The Developmental Origins of Health and Disease hypothesis holds that during critical periods in development, organisms exhibit an enhanced plasticity enabling them to fine-tune their metabolism and patterns of gene expression in accordance with environmental cues. Such changes often confer immediate survival advantages, however, transient stresses experienced in utero may induce inappropriate adaptive changes that conflict with postnatal environments and consequently impair adult metabolic health. Preimplantation development has been recognized as a window of notable environmental sensitivity, and several animal studies have reported that nutritional, oxidative, and in vitro stresses restricted exclusively to this period are sufficient to alter developmental, growth and metabolic trajectories, leading to pathologies such as hypertension, dyslipidemia, and β-cell dysfunction in adulthood. This is particularly relevant to the over 5 million children conceived by in vitro fertilization (IVF), although it remains controversial whether in vitro embryo manipulation will have lasting effects on offspring health. Although IVF is considered safe, these children display modest changes in growth kinetics, fasting glucose levels, fat deposition and vascular function, which may signify a lasting and possibly dangerous effect of IVF on subsequent development and metabolic homeostasis.

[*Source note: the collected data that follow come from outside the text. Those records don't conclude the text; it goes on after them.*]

//! Transfer Attempt State Definitions
//!
//! ```text
//! START → LOCKS_ACQUIRING ⟲ → LOCKS_HELD → VALIDATING → APPLY → RELEASED → SUCCESS
//!   │            │                              │
//!   │            │                              └→ INSUFFICIENT_FUNDS → RELEASED → FAILED
//!   └────────────┴──────────────────────────────────────────────────────────────→ FAILED
//! ```
//!
//! `LOCKS_ACQUIRING` may loop on itself (try-lock backoff) but no state holds
//! one lock while blocking on another that is unavailable.

use std::fmt;

#[derive(Debug, Clone, Copy, PartialEq, Eq, Hash)]
pub enum TransferPhase {
    /// Transaction id assigned, request not yet validated
    Start,
    /// Acquiring the two account locks (may loop under backoff)
    LocksAcquiring,
    /// Both locks held
    LocksHeld,
    /// Re-checking funds and overflow under both locks
    Validating,
    /// Debit source, credit destination
    Apply,
    /// Source balance too low at validation time
    InsufficientFunds,
    /// Both locks dropped
    Released,
    /// Terminal: funds moved
    Success,
    /// Terminal: nothing moved
    Failed,
}

impl TransferPhase {
    #[inline]
    pub fn is_terminal(&self) -> bool {
        matches!(self, TransferPhase::Success | TransferPhase::Failed)
    }

    /// True while at least one account lock may be held
    #[inline]
    pub fn holds_locks(&self) -> bool {
        matches!(
            self,
            TransferPhase::LocksHeld
                | TransferPhase::Validating
                | TransferPhase::Apply
                | TransferPhase::InsufficientFunds
        )
    }

    pub fn can_transition_to(&self, next: TransferPhase) -> bool {
        use TransferPhase::*;
        matches!(
            (self, next),
            (Start, LocksAcquiring)
                | (Start, Failed)
                | (LocksAcquiring, LocksAcquiring)
                | (LocksAcquiring, LocksHeld)
                | (LocksAcquiring, Failed)
                | (LocksHeld, Validating)
                | (Validating, Apply)
                | (Validating, InsufficientFunds)
                | (Validating, Released)
                | (Apply, Released)
                | (InsufficientFunds, Released)
                | (Released, Success)
                | (Released, Failed)
        )
    }

    pub fn as_str(&self) -> &'static str {
        match self {
            TransferPhase::Start => "START",
            TransferPhase::LocksAcquiring => "LOCKS_ACQUIRING",
            TransferPhase::LocksHeld => "LOCKS_HELD",
            TransferPhase::Validating => "VALIDATING",
            TransferPhase::Apply => "APPLY",
            TransferPhase::InsufficientFunds => "INSUFFICIENT_FUNDS",
            TransferPhase::Released => "RELEASED",
            TransferPhase::Success => "SUCCESS",
            TransferPhase::Failed => "FAILED",
        }
    }
}

impl fmt::Display for TransferPhase {
    fn fmt(&self, f: &mut fmt::Formatter<'_>) -> fmt::Result {
        write!(f, "{}", self.as_str())
    }
}

/// Walks one attempt through the phase graph, asserting every edge in debug builds.
#[derive(Debug)]
pub(crate) struct PhaseTracker {
    phase: TransferPhase,
}

impl PhaseTracker {
    pub(crate) fn new() -> Self {
        Self {
            phase: TransferPhase::Start,
        }
    }

    pub(crate) fn current(&self) -> TransferPhase {
        self.phase
    }

    pub(crate) fn advance(&mut self, next: TransferPhase) {
        debug_assert!(
            self.phase.can_transition_to(next),
            "illegal transfer phase transition {} -> {}",
            self.phase,
            next
        );
        tracing::trace!(target: "TRANSFER", from = %self.phase, to = %next, "phase");
        self.phase = next;
    }
}

#[cfg(test)]
mod tests {
    use super::*;
    use TransferPhase::*;

    #[test]
    fn test_terminal_states() {
        assert!(Success.is_terminal());
        assert!(Failed.is_terminal());

        for phase in [
            Start,
            LocksAcquiring,
            LocksHeld,
            Validating,
            Apply,
            InsufficientFunds,
            Released,
        ] {
            assert!(!phase.is_terminal(), "{phase} should not be terminal");
        }
    }

    #[test]
    fn test_success_path() {
        let path = [
            Start,
            LocksAcquiring,
            LocksAcquiring,
            LocksHeld,
            Validating,
            Apply,
            Released,
            Success,
        ];
        for pair in path.windows(2) {
            assert!(pair[0].can_transition_to(pair[1]), "{} -> {}", pair[0], pair[1]);
        }
    }

    #[test]
    fn test_insufficient_funds_path() {
        let path = [
            Start,
            LocksAcquiring,
            LocksHeld,
            Validating,
            InsufficientFunds,
            Released,
            Failed,
        ];
        for pair in path.windows(2) {
            assert!(pair[0].can_transition_to(pair[1]), "{} -> {}", pair[0], pair[1]);
        }
    }

    #[test]
    fn test_cannot_finish_while_holding_locks() {
        for phase in [LocksHeld, Validating, Apply, InsufficientFunds] {
            assert!(phase.holds_locks());
            assert!(!phase.can_transition_to(Success));
            assert!(!phase.can_transition_to(Failed));
        }
    }

    #[test]
    fn test_no_backward_edges() {
        assert!(!LocksHeld.can_transition_to(LocksAcquiring));
        assert!(!Apply.can_transition_to(Validating));
        assert!(!Success.can_transition_to(Start));
        assert!(!Failed.can_transition_to(LocksAcquiring));
    }

    #[test]
    fn test_tracker_follows_graph() {
        let mut tracker = PhaseTracker::new();
        assert_eq!(tracker.current(), Start);
        tracker.advance(LocksAcquiring);
        tracker.advance(LocksHeld);
        tracker.advance(Validating);
        tracker.advance(Apply);
        tracker.advance(Released);
        tracker.advance(Success);
        assert!(tracker.current().is_terminal());
    }

    #[test]
    fn test_display() {
        assert_eq!(LocksAcquiring.to_string(), "LOCKS_ACQUIRING");
        assert_eq!(InsufficientFunds.to_string(), "INSUFFICIENT_FUNDS");
    }
}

To address this controversy, we developed a mouse model to assess the long-term effects of IVF and found that even clinically optimized IVF conditions are sufficient to reprogram adult metabolism. In particular, female animals exhibit latent overgrowth, increased fat deposition and evidence of β-cell dysfunction, including impaired glucose-stimulated insulin secretion, basal hyperglycemia and insulinemia. Interestingly, males display no overt phenotype. Integrated microarray and metabolomics analyses of adult insulin-sensitive tissues identified sex- and tissue-specific IVF molecular signatures characterized by systemic oxidative stress, mitochondrial dysfunction, impaired insulin and adipogenic signaling, indicating that preimplantation stress can have unique and lasting developmental consequences. Additionally, female-specific increases in adipogenic and oxidative stress markers may explain the predisposition of IVF females to more severe phenotypes.

Our data support the vulnerability of preimplantation embryos to environmental disturbance and demonstrate that conception by IVF can permanently reprogram growth trajectory and metabolic homeostasis through transcriptional and metabolic mechanisms with lasting consequences for adult growth and energy homeostasis. This has wide clinical relevance, underscoring the importance of continued follow-up of IVF offspring and future attention towards increasing the safety and efficacy of assisted conception.